WHEN Scientologists marry, the words conveyed in the church’s wedding service typically contain plenty of warnings that couples are expected to uphold their commitments even when romance and good fortune wane: “Know that life is stark and often somewhat grim, and tiredness and fret and pain and sickness do beget a state of mind where spring romance is far away and dead.”
Couples like Katie Holmes and Tom Cruise who are looking to end their marriages are expected to find — through the Scientology organization — ways of working things out. So divorce for Scientologists can often be a long and difficult process, according to several former members of the church.
As in other religions, the ultimate dissolution of a marriage is “something that’s taken up in a legal court,” said the Rev. Ann Pearce, a spokeswoman for the Church of Scientology of Washington State. “That’s between two individuals, just like anybody of any religion getting divorced,” she said, adding, “There’s no ceremony recognizing divorce in the Church of Scientology.” But along the way, former church members say, couples face unusual marital counseling sessions and are sometimes pressured to use in-house divorce lawyers.

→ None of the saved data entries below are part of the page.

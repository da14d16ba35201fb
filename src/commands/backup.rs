use chrono::Utc;
use serde::{Deserialize, Serialize};

use crate::commands::settings::get_settings;
use crate::commands::trades::list_trades;
use crate::db::Database;
use crate::error::{JournalError, Result};
use crate::models::{Settings, Trade};

/// Bumped when the backup layout changes incompatibly.
const BACKUP_VERSION: u32 = 1;

#[derive(Debug, Serialize, Deserialize)]
pub struct BackupData {
    pub version: u32,
    pub exported_at: i64,
    pub settings: Settings,
    pub trades: Vec<Trade>,
}

#[derive(Debug, Clone, Serialize, Deserialize)]
pub struct ImportSummary {
    pub trades_imported: usize,
}

/// Serializes the whole journal (settings + ledger) to a JSON document.
pub fn export_all_data(db: &Database) -> Result<String> {
    let backup = BackupData {
        version: BACKUP_VERSION,
        exported_at: Utc::now().timestamp(),
        settings: get_settings(db)?,
        trades: list_trades(db, None)?,
    };

    let json = serde_json::to_string_pretty(&backup)?;
    log::info!("Exported {} trades", backup.trades.len());
    Ok(json)
}

/// Replaces settings and all trades with the backup's contents, in a
/// single transaction. Last write wins; there is no merging.
pub fn import_all_data(db: &Database, json: &str) -> Result<ImportSummary> {
    let backup: BackupData = serde_json::from_str(json)?;
    if backup.version != BACKUP_VERSION {
        return Err(JournalError::Backup(format!(
            "unsupported backup version {}",
            backup.version
        )));
    }
    if backup.settings.initial_capital <= 0.0 {
        return Err(JournalError::Backup(
            "backup settings have a non-positive initial capital".to_string(),
        ));
    }

    let conn = db.lock();
    let tx = conn.unchecked_transaction()?;

    tx.execute(
        "UPDATE settings SET initial_capital = ?, risk_per_trade = ?, target_growth = ?, manual_mode = ?, updated_at = ?
         WHERE id = 1",
        rusqlite::params![
            backup.settings.initial_capital,
            backup.settings.risk_per_trade,
            backup.settings.target_growth,
            backup.settings.manual_mode as i32,
            Utc::now().timestamp()
        ],
    )?;

    tx.execute("DELETE FROM trades", [])?;
    for trade in &backup.trades {
        let breakdown_json = serde_json::to_string(&trade.breakdown)?;
        tx.execute(
            "INSERT INTO trades (id, timestamp, pair, result, profit_loss, risk_amount, breakdown, r_multiple, notes)
             VALUES (?, ?, ?, ?, ?, ?, ?, ?, ?)",
            rusqlite::params![
                trade.id,
                trade.timestamp,
                trade.pair,
                trade.result.as_str(),
                trade.profit_loss,
                trade.risk_amount,
                breakdown_json,
                trade.r_multiple,
                trade.notes
            ],
        )?;
    }

    tx.commit()?;

    log::info!("Imported {} trades from backup", backup.trades.len());
    Ok(ImportSummary {
        trades_imported: backup.trades.len(),
    })
}

/// Flat CSV rendering of the ledger, newest first. The breakdown column
/// carries the tagged JSON unchanged.
pub fn export_trades_csv(db: &Database) -> Result<String> {
    let trades = list_trades(db, None)?;

    let mut writer = csv::Writer::from_writer(Vec::new());
    writer.write_record([
        "id",
        "timestamp",
        "pair",
        "result",
        "profit_loss",
        "risk_amount",
        "r_multiple",
        "notes",
        "breakdown",
    ])?;

    for trade in &trades {
        writer.write_record(&[
            trade.id.clone(),
            trade.timestamp.to_string(),
            trade.pair.clone(),
            trade.result.as_str().to_string(),
            trade.profit_loss.to_string(),
            trade.risk_amount.to_string(),
            trade.r_multiple.map(|r| r.to_string()).unwrap_or_default(),
            trade.notes.clone(),
            serde_json::to_string(&trade.breakdown)?,
        ])?;
    }

    let bytes = writer
        .into_inner()
        .map_err(|e| JournalError::Backup(format!("flushing CSV: {}", e)))?;
    String::from_utf8(bytes).map_err(|e| JournalError::Backup(format!("CSV encoding: {}", e)))
}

One former church member who underwent this type of marital counseling is Carmen Llywelyn, 37, an actress and photographer who was once married to Jason Lee, best known for his starring role in the NBC comedy “My Name Is Earl.”
Ms. Llywelyn and Mr. Lee, a member of the Church of Scientology, married in 1995, and she joined the church, too. Five years later the marriage was falling apart, she said.
Before deciding to divorce, the couple agreed to pay for a form of counseling that Ms. Llywelyn said entails sitting in a room answering questions while hooked up to a device known as an E-meter, which Scientologists believe can detect unexpressed thoughts.
She said a chaplain, also known as an auditor, questioned them for hours. “You do it until the needle is flat, until the sign on the machine doesn’t read any more thoughts,” she said. “They think that once you unload all these bad things, you’re going to fall madly back in love with each other.” And when they didn’t, Ms. Llywelyn said, she was assigned an in-house lawyer. “Scientologists aren’t allowed to sue each other,” she said, because of a policy to contain any public disputes.
Ms. Pearce confirmed that the church offers counseling, but declined to provide details, saying only, for further information, consult the Web site.
Similarly, Karin Pouw, a spokeswoman for the Church of Scientology International, offered only e-mailed links to the church’s official Web site, which provides little information about divorce, but offers this on its counseling program: “Scientology Marriage Counseling is an exact procedure for alleviating marital problems.” It also says that “chaplains have successfully salvaged thousands of marriages.”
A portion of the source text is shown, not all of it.